A reunião fraterna entre nós que pertencemos a uma única família cristã também produz alegria, o encontro entre jovens que namoram e preparam-se para receber o sacramento do matrimônio provoca alegria, a união de uma mãe com o seu filho produz o mesmo sentimento, até mesmo nos dá plenitude de alma.

            Por isso, cultivemos e tenhamos essa cultura do encontro, mas encontro pessoal realmente, não virtual; e de forma muito pessoal demos um tempo uns para os outros, quem sabe até neste tempo do natal uma visita muita fraterna e amiga a aqueles que fazem parte da nossa caminhada e por vezes estão distantes de nós.

            Maria partindo apressadamente para o encontro com Izabel, possibilitou a sua prima, a plenitude do Espírito Santo. Que tal também nós sairmos de nossas casas? E deste tempo que se aproxima do natal, deste encontro tão bem falado pelo Papa Francisco, também proporcionarmos vida nova para as pessoas que precisam.

             Isso faz surgir um grito do coração de Izabel, ela exclama, reconhece: estou diante de um grande mistério, bendita és tu Maria, entre todas as mulheres, e bendito é o fruto do teu ventre, mas como é que posso merecer que a mãe do meu Senhor me venha visitar? Izabel reconhece a grandeza de um Deus que se faz presente na singeleza daquele encontro, e do ventre imaculado de Maria, e logo vai dizer: “bem aventurada aquela que acreditou, porque será cumprido o que o Senhor lhe prometeu”. Bem aventurados somos nós, cumpridores hoje da promessa do Senhor, mas também somos aqueles que, ao aguardarmos a vinda do salvador, queremos que se cumpra em nós todo mistério na forma que Deus escolheu, encarnar-se tornando-se um de nós.

Que tal pensarmos numa verdadeira humanização do nosso coração, e se fomos assim tão humanos no sentimento de Jesus, nos atos de Jesus, eu tenho certeza de que os nossos atos humanos transcendem, ou seja, elevam o nosso coração e nos mostram um caminho em direção a Deus.

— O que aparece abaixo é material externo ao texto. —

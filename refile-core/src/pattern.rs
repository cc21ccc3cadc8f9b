use crate::error::{RefileError, Result};
use crate::template::Template;
use regex::Regex;
use serde::{Deserialize, Serialize};
use std::borrow::Cow;
use std::fmt;

/// A match expression paired with its replacement template.
///
/// Patterns are immutable values. Matching always covers every occurrence
/// and carries no position state between calls, so the same value can be
/// tested against content and then paths without any reset.
#[derive(Debug, Clone)]
pub struct Pattern {
    regex: Regex,
    replacement: String,
    template: Template,
}

/// The uncompiled form of a pattern, as it appears in a mapping table row.
#[derive(Debug, Clone, PartialEq, Eq, Serialize, Deserialize)]
pub struct PatternSource {
    #[serde(rename = "match")]
    pub pattern: String,
    pub replacement: String,
}

impl Pattern {
    pub fn new(pattern: &str, replacement: &str) -> Result<Self> {
        let regex = Regex::new(pattern).map_err(|source| RefileError::InvalidPattern {
            pattern: pattern.to_string(),
            source,
        })?;
        let template = Template::compile(replacement, &regex);

        Ok(Self {
            regex,
            replacement: replacement.to_string(),
            template,
        })
    }

    pub fn as_str(&self) -> &str {
        self.regex.as_str()
    }

    pub fn replacement(&self) -> &str {
        &self.replacement
    }

    pub fn source(&self) -> PatternSource {
        PatternSource {
            pattern: self.as_str().to_string(),
            replacement: self.replacement.clone(),
        }
    }

    pub fn is_match(&self, text: &str) -> bool {
        self.regex.is_match(text)
    }

    /// Replace every occurrence in `text`.
    pub fn replace_all<'t>(&self, text: &'t str) -> Cow<'t, str> {
        self.replace_all_counted(text).0
    }

    /// Replace every occurrence in `text`, also returning how many matches
    /// were replaced. Borrowed output means nothing matched.
    pub fn replace_all_counted<'t>(&self, text: &'t str) -> (Cow<'t, str>, usize) {
        let mut output = String::new();
        let mut last = 0;
        let mut count = 0;

        for caps in self.regex.captures_iter(text) {
            let Some(whole) = caps.get(0) else {
                continue;
            };
            if count == 0 {
                output.reserve(text.len());
            }
            count += 1;

            output.push_str(&text[last..whole.start()]);
            self.template.expand(&caps, text, &mut output);
            last = whole.end();
        }

        if count == 0 {
            return (Cow::Borrowed(text), 0);
        }

        output.push_str(&text[last..]);
        (Cow::Owned(output), count)
    }
}

impl TryFrom<&PatternSource> for Pattern {
    type Error = RefileError;

    fn try_from(source: &PatternSource) -> Result<Self> {
        Self::new(&source.pattern, &source.replacement)
    }
}

impl fmt::Display for Pattern {
    fn fmt(&self, f: &mut fmt::Formatter<'_>) -> fmt::Result {
        write!(f, "{} -> {}", self.as_str(), self.replacement)
    }
}
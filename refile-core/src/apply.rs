use crate::error::{RefileError, Result};
use crate::pattern::{Pattern, PatternSource};
use crate::report::{Event, EventSink};
use crate::walker::{self, FileEntry, WalkOptions};
use content_inspector::ContentType;
use serde::{Deserialize, Serialize};
use std::borrow::Cow;
use std::fs;
use std::io::{self, Write};
use std::path::{Path, PathBuf};
use std::sync::{Mutex, PoisonError};
use tempfile::NamedTempFile;

/// Options for a single rename/rewrite pass
#[derive(Debug, Clone)]
pub struct ApplyOptions {
    /// Extensions (without the dot) whose content is rewritten
    pub text_extensions: Vec<String>,
    /// Which parts of the tree the walk visits
    pub walk: WalkOptions,
    /// Never remove the pass root, even when a move leaves it empty
    pub keep_root: bool,
}

impl Default for ApplyOptions {
    fn default() -> Self {
        Self {
            text_extensions: vec!["html".to_string()],
            walk: WalkOptions::default(),
            keep_root: false,
        }
    }
}

#[derive(Debug, Clone, Copy, Default, PartialEq, Eq, Serialize, Deserialize)]
pub struct PassStats {
    pub files_scanned: usize,
    pub documents_rewritten: usize,
    pub replacements: usize,
    pub files_moved: usize,
    pub directories_created: usize,
    pub directories_removed: usize,
    pub errors: usize,
    pub warnings: usize,
}

impl PassStats {
    pub fn merge(&mut self, other: &Self) {
        self.files_scanned += other.files_scanned;
        self.documents_rewritten += other.documents_rewritten;
        self.replacements += other.replacements;
        self.files_moved += other.files_moved;
        self.directories_created += other.directories_created;
        self.directories_removed += other.directories_removed;
        self.errors += other.errors;
        self.warnings += other.warnings;
    }
}

/// A file that was moved because its path matched.
#[derive(Debug, Clone, PartialEq, Eq, Serialize, Deserialize)]
pub struct RenameOutcome {
    pub from: PathBuf,
    pub to: PathBuf,
}

/// A per-file failure, kept for the final report.
#[derive(Debug, Clone, PartialEq, Eq, Serialize, Deserialize)]
pub struct PassError {
    #[serde(default, skip_serializing_if = "Option::is_none")]
    pub path: Option<PathBuf>,
    pub message: String,
    #[serde(default, skip_serializing_if = "std::ops::Not::not")]
    pub warning: bool,
}

impl From<&RefileError> for PassError {
    fn from(err: &RefileError) -> Self {
        Self {
            path: err.path().map(Path::to_path_buf),
            message: err.to_string(),
            warning: err.is_warning(),
        }
    }
}

/// Everything one pass did, sorted by path once the pass has settled.
#[derive(Debug, Clone, Serialize, Deserialize)]
pub struct PassReport {
    pub pattern: PatternSource,
    pub stats: PassStats,
    pub rewritten: Vec<PathBuf>,
    pub renames: Vec<RenameOutcome>,
    #[serde(default, skip_serializing_if = "Vec::is_empty")]
    pub errors: Vec<PassError>,
}

impl PassReport {
    pub(crate) fn new(pattern: &Pattern) -> Self {
        Self {
            pattern: pattern.source(),
            stats: PassStats::default(),
            rewritten: Vec::new(),
            renames: Vec::new(),
            errors: Vec::new(),
        }
    }
}

/// Apply one pattern to every file below `root`.
///
/// For each file the content rewrite (text documents only) runs first, then
/// the path rename, both against the path the walk discovered. A failure in
/// either step is reported to `sink` and recorded without stopping the pass.
/// Only a failure to list `root` itself is returned as an error.
pub fn apply_pattern(
    root: &Path,
    pattern: &Pattern,
    options: &ApplyOptions,
    sink: &dyn EventSink,
) -> Result<PassReport> {
    let pass = Pass {
        root,
        pattern,
        options,
        sink,
        report: Mutex::new(PassReport::new(pattern)),
    };

    walker::walk_with(
        root,
        &options.walk,
        |entry| pass.process(&entry),
        |err| pass.fail(&err),
    )?;

    let mut report = pass
        .report
        .into_inner()
        .unwrap_or_else(PoisonError::into_inner);
    report.rewritten.sort();
    report.renames.sort_by(|a, b| a.from.cmp(&b.from));
    Ok(report)
}

struct Pass<'a> {
    root: &'a Path,
    pattern: &'a Pattern,
    options: &'a ApplyOptions,
    sink: &'a dyn EventSink,
    report: Mutex<PassReport>,
}

impl Pass<'_> {
    fn process(&self, entry: &FileEntry) {
        self.record(|report| report.stats.files_scanned += 1);

        if !entry.is_symlink && entry.has_extension(&self.options.text_extensions) {
            if let Err(err) = self.rewrite_content(entry) {
                self.fail(&err);
            }
        }

        if let Err(err) = self.rename_path(entry) {
            self.fail(&err);
        }
    }

    fn rewrite_content(&self, entry: &FileEntry) -> Result<()> {
        let path = &entry.path;
        let bytes = fs::read(path).map_err(|source| RefileError::Read {
            path: path.clone(),
            source,
        })?;

        if is_binary(&bytes) {
            return Ok(());
        }

        let content = String::from_utf8(bytes).map_err(|e| RefileError::Read {
            path: path.clone(),
            source: io::Error::new(io::ErrorKind::InvalidData, e),
        })?;

        let (rewritten, replacements) = self.pattern.replace_all_counted(&content);
        let Cow::Owned(rewritten) = rewritten else {
            return Ok(());
        };
        if rewritten == content {
            return Ok(());
        }

        write_atomically(path, rewritten.as_bytes())?;

        self.sink.emit(&Event::ContentRewritten { path, replacements });
        self.record(|report| {
            report.stats.documents_rewritten += 1;
            report.stats.replacements += replacements;
            report.rewritten.push(path.clone());
        });
        Ok(())
    }

    fn rename_path(&self, entry: &FileEntry) -> Result<()> {
        let from = &entry.path;
        let full = from.to_str().ok_or_else(|| RefileError::NonUtf8Path {
            path: from.clone(),
        })?;

        if !self.pattern.is_match(full) {
            return Ok(());
        }

        let old_dir = from.parent().unwrap_or_else(|| Path::new(""));
        let old_dir_str = old_dir.to_str().ok_or_else(|| RefileError::NonUtf8Path {
            path: from.clone(),
        })?;

        let new_dir = PathBuf::from(self.pattern.replace_all(old_dir_str).as_ref());
        let new_name = self.pattern.replace_all(&entry.name);
        if new_name.is_empty() {
            return Err(RefileError::EmptyName { path: from.clone() });
        }

        let to = new_dir.join(new_name.as_ref());
        if &to == from {
            return Ok(());
        }

        if let Some(parent) = to.parent() {
            self.ensure_dir(parent)?;
        }

        if fs::symlink_metadata(&to).is_ok() {
            self.sink.emit(&Event::Overwriting { path: &to });
            self.record(|report| report.stats.warnings += 1);
        }

        fs::rename(from, &to).map_err(|source| RefileError::Move {
            from: from.clone(),
            to: to.clone(),
            source,
        })?;

        self.sink.emit(&Event::Moved { from, to: &to });
        self.record(|report| {
            report.stats.files_moved += 1;
            report.renames.push(RenameOutcome {
                from: from.clone(),
                to: to.clone(),
            });
        });

        self.prune_empty_dirs(old_dir);
        Ok(())
    }

    /// Create `dir` if it is missing. Losing a creation race to another task
    /// counts as success.
    fn ensure_dir(&self, dir: &Path) -> Result<()> {
        if dir.as_os_str().is_empty() || dir.is_dir() {
            return Ok(());
        }

        let create_error = |source| RefileError::CreateDir {
            path: dir.to_path_buf(),
            source,
        };

        if let Some(parent) = dir.parent().filter(|p| !p.as_os_str().is_empty()) {
            fs::create_dir_all(parent).map_err(create_error)?;
        }

        match fs::create_dir(dir) {
            Ok(()) => {
                self.sink.emit(&Event::DirectoryCreated { path: dir });
                self.record(|report| report.stats.directories_created += 1);
                Ok(())
            },
            Err(e) if e.kind() == io::ErrorKind::AlreadyExists => Ok(()),
            Err(e) => Err(create_error(e)),
        }
    }

    /// Remove `start` if the move left it empty, then keep climbing while
    /// parents become empty too. The climb stops below the pass root; the
    /// root itself goes only when it is `start` and `keep_root` is off.
    fn prune_empty_dirs(&self, start: &Path) {
        if start == self.root && self.options.keep_root {
            return;
        }
        let mut dir = start;

        while dir.starts_with(self.root) {
            if dir == self.root && dir != start {
                return;
            }

            match is_empty_dir(dir) {
                Ok(true) => {},
                Ok(false) => return,
                // Already gone, e.g. removed by a sibling's cleanup.
                Err(e) if e.kind() == io::ErrorKind::NotFound => return,
                Err(source) => {
                    self.fail(&RefileError::RemoveDir {
                        path: dir.to_path_buf(),
                        source,
                    });
                    return;
                },
            }

            match fs::remove_dir(dir) {
                Ok(()) => {
                    self.sink.emit(&Event::DirectoryRemoved { path: dir });
                    self.record(|report| report.stats.directories_removed += 1);
                },
                Err(e) if e.kind() == io::ErrorKind::NotFound => return,
                Err(source) => {
                    self.fail(&RefileError::RemoveDir {
                        path: dir.to_path_buf(),
                        source,
                    });
                    return;
                },
            }

            match dir.parent() {
                Some(parent) => dir = parent,
                None => return,
            }
        }
    }

    fn fail(&self, err: &RefileError) {
        self.sink.emit(&Event::Failed(err));
        let error = PassError::from(err);
        self.record(|report| {
            if error.warning {
                report.stats.warnings += 1;
            } else {
                report.stats.errors += 1;
            }
            report.errors.push(error);
        });
    }

    fn record(&self, update: impl FnOnce(&mut PassReport)) {
        let mut report = self.report.lock().unwrap_or_else(PoisonError::into_inner);
        update(&mut report);
    }
}

fn is_binary(content: &[u8]) -> bool {
    matches!(content_inspector::inspect(content), ContentType::BINARY)
}

fn is_empty_dir(dir: &Path) -> io::Result<bool> {
    Ok(fs::read_dir(dir)?.next().is_none())
}

/// Replace `path` with `contents` so readers only ever see the old or the
/// new file: write a sibling temp file, copy permissions, fsync, rename.
fn write_atomically(path: &Path, contents: &[u8]) -> Result<()> {
    let write_error = |source| RefileError::Write {
        path: path.to_path_buf(),
        source,
    };

    let dir = path
        .parent()
        .filter(|p| !p.as_os_str().is_empty())
        .unwrap_or_else(|| Path::new("."));
    let permissions = fs::metadata(path).map_err(write_error)?.permissions();

    let mut temp_file = NamedTempFile::new_in(dir).map_err(write_error)?;
    temp_file.write_all(contents).map_err(write_error)?;
    temp_file.as_file().sync_all().map_err(write_error)?;
    fs::set_permissions(temp_file.path(), permissions).map_err(write_error)?;

    temp_file
        .persist(path)
        .map_err(|e| write_error(e.error))?;

    Ok(())
}
//! Mapping tables: one `pattern,replacement` row per pass, applied in file order.

use crate::pattern::{Pattern, PatternSource};
use anyhow::{bail, Context, Result};
use std::fs::File;
use std::io::Read;
use std::path::Path;

pub fn load_table(path: &Path, delimiter: u8) -> Result<Vec<PatternSource>> {
    let file = File::open(path)
        .with_context(|| format!("Failed to open mapping table {}", path.display()))?;
    parse_table(file, delimiter)
        .with_context(|| format!("Failed to read mapping table {}", path.display()))
}

/// Parse delimited rows without a header. Column 0 is the match expression,
/// column 1 the replacement; further columns are ignored and blank lines are
/// skipped.
pub fn parse_table<R: Read>(reader: R, delimiter: u8) -> Result<Vec<PatternSource>> {
    let mut reader = csv::ReaderBuilder::new()
        .has_headers(false)
        .flexible(true)
        .delimiter(delimiter)
        .from_reader(reader);

    let mut rows = Vec::new();
    for record in reader.records() {
        let record = record?;
        let line = record.position().map_or(0, csv::Position::line);

        let (Some(pattern), Some(replacement)) = (record.get(0), record.get(1)) else {
            bail!(
                "Row on line {} has {} column(s); expected a pattern and a replacement",
                line,
                record.len()
            );
        };

        rows.push(PatternSource {
            pattern: pattern.to_string(),
            replacement: replacement.to_string(),
        });
    }

    Ok(rows)
}

/// Compile every row, failing on the first invalid expression.
pub fn compile_table(rows: &[PatternSource]) -> Result<Vec<Pattern>> {
    rows.iter()
        .enumerate()
        .map(|(index, row)| {
            Pattern::try_from(row).with_context(|| format!("Invalid pattern in row {}", index + 1))
        })
        .collect()
}

#[cfg(test)]
mod tests {
    use super::*;
    use tempfile::TempDir;

    fn source(pattern: &str, replacement: &str) -> PatternSource {
        PatternSource {
            pattern: pattern.to_string(),
            replacement: replacement.to_string(),
        }
    }

    #[test]
    fn test_parse_rows_in_order() {
        let table = "A,B\nB,C\n";
        let rows = parse_table(table.as_bytes(), b',').unwrap();
        assert_eq!(rows, vec![source("A", "B"), source("B", "C")]);
    }

    #[test]
    fn test_regex_source_is_verbatim() {
        let table = "(ITEM)_G(0\\d{2}),$1_G1$2\n";
        let rows = parse_table(table.as_bytes(), b',').unwrap();
        assert_eq!(rows, vec![source(r"(ITEM)_G(0\d{2})", "$1_G1$2")]);
    }

    #[test]
    fn test_quoted_fields_may_contain_the_delimiter() {
        let table = "\"a{1,3}\",\"x,y\"\n";
        let rows = parse_table(table.as_bytes(), b',').unwrap();
        assert_eq!(rows, vec![source("a{1,3}", "x,y")]);
    }

    #[test]
    fn test_extra_columns_and_blank_lines_are_ignored() {
        let table = "a,b,comment\n\nc,d\n";
        let rows = parse_table(table.as_bytes(), b',').unwrap();
        assert_eq!(rows, vec![source("a", "b"), source("c", "d")]);
    }

    #[test]
    fn test_empty_replacement_column_is_allowed() {
        let rows = parse_table("_old,\n".as_bytes(), b',').unwrap();
        assert_eq!(rows, vec![source("_old", "")]);
    }

    #[test]
    fn test_tab_delimiter() {
        let rows = parse_table("a,1\tb\n".as_bytes(), b'\t').unwrap();
        assert_eq!(rows, vec![source("a,1", "b")]);
    }

    #[test]
    fn test_single_column_row_is_an_error() {
        let err = parse_table("a,b\nlonely\n".as_bytes(), b',').unwrap_err();
        assert!(err.to_string().contains("line 2"), "{err}");
    }

    #[test]
    fn test_compile_reports_bad_row() {
        let rows = vec![source("ok", "fine"), source("(broken", "x")];
        let err = compile_table(&rows).unwrap_err();
        assert!(format!("{err:#}").contains("row 2"));
    }

    #[test]
    fn test_load_missing_table() {
        let temp_dir = TempDir::new().unwrap();
        let err = load_table(&temp_dir.path().join("nope.csv"), b',').unwrap_err();
        assert!(err.to_string().contains("nope.csv"));
    }

    #[test]
    fn test_load_table_from_file() {
        let temp_dir = TempDir::new().unwrap();
        let path = temp_dir.path().join("replace.csv");
        std::fs::write(&path, "x_01,y_01\r\nfoo,bar\r\n").unwrap();

        let rows = load_table(&path, b',').unwrap();
        assert_eq!(rows, vec![source("x_01", "y_01"), source("foo", "bar")]);
    }
}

            É deste modo que o humano e o divino se misturam, e é desta forma que completamos a alegria deste encontro, expressada entre o encontro destas duas mulheres, mas no encontro entre Jesus e João Batista que estão no ventre de suas mães.

            Muitos nem poderão ver agora aqui no santuário,  quem sabe depois poderão contemplar uma expressão tão bonita que existe no segundo mistério que mostra esse encontro de Maria com Isabel. Que beleza é perceber em Izabel o acolhimento a Maria, e ao mesmo tempo braços abertos de acolhida e de reconhecimento porque estava diante da mãe do salvador. Podemos contemplar nesse mistério da visitação de Maria a Izabel, e reconhecer a grandeza de Deus que se faz presente também no grande mistério do nascimento do Senhor, que celebraremos daqui alguns dias.

            A estrela nos indica o caminho do nascimento que vamos celebrar daqui alguns dias. Que Maria, Santa Izabel, São João Batista, São José, nos ajudem a contemplarmos o mistério da salvação, estarmos neste mundo em consonância com tudo o que é fundamental para nossa existência.

Este texto foi transcrito, com algumas adaptações, da homilia proferida pelo Pe. Maurício na missa das 19:00h do dia 23/12/2018. Não passou por uma revisão gramatical e ortográfica profunda, mantendo a linguagem coloquial original.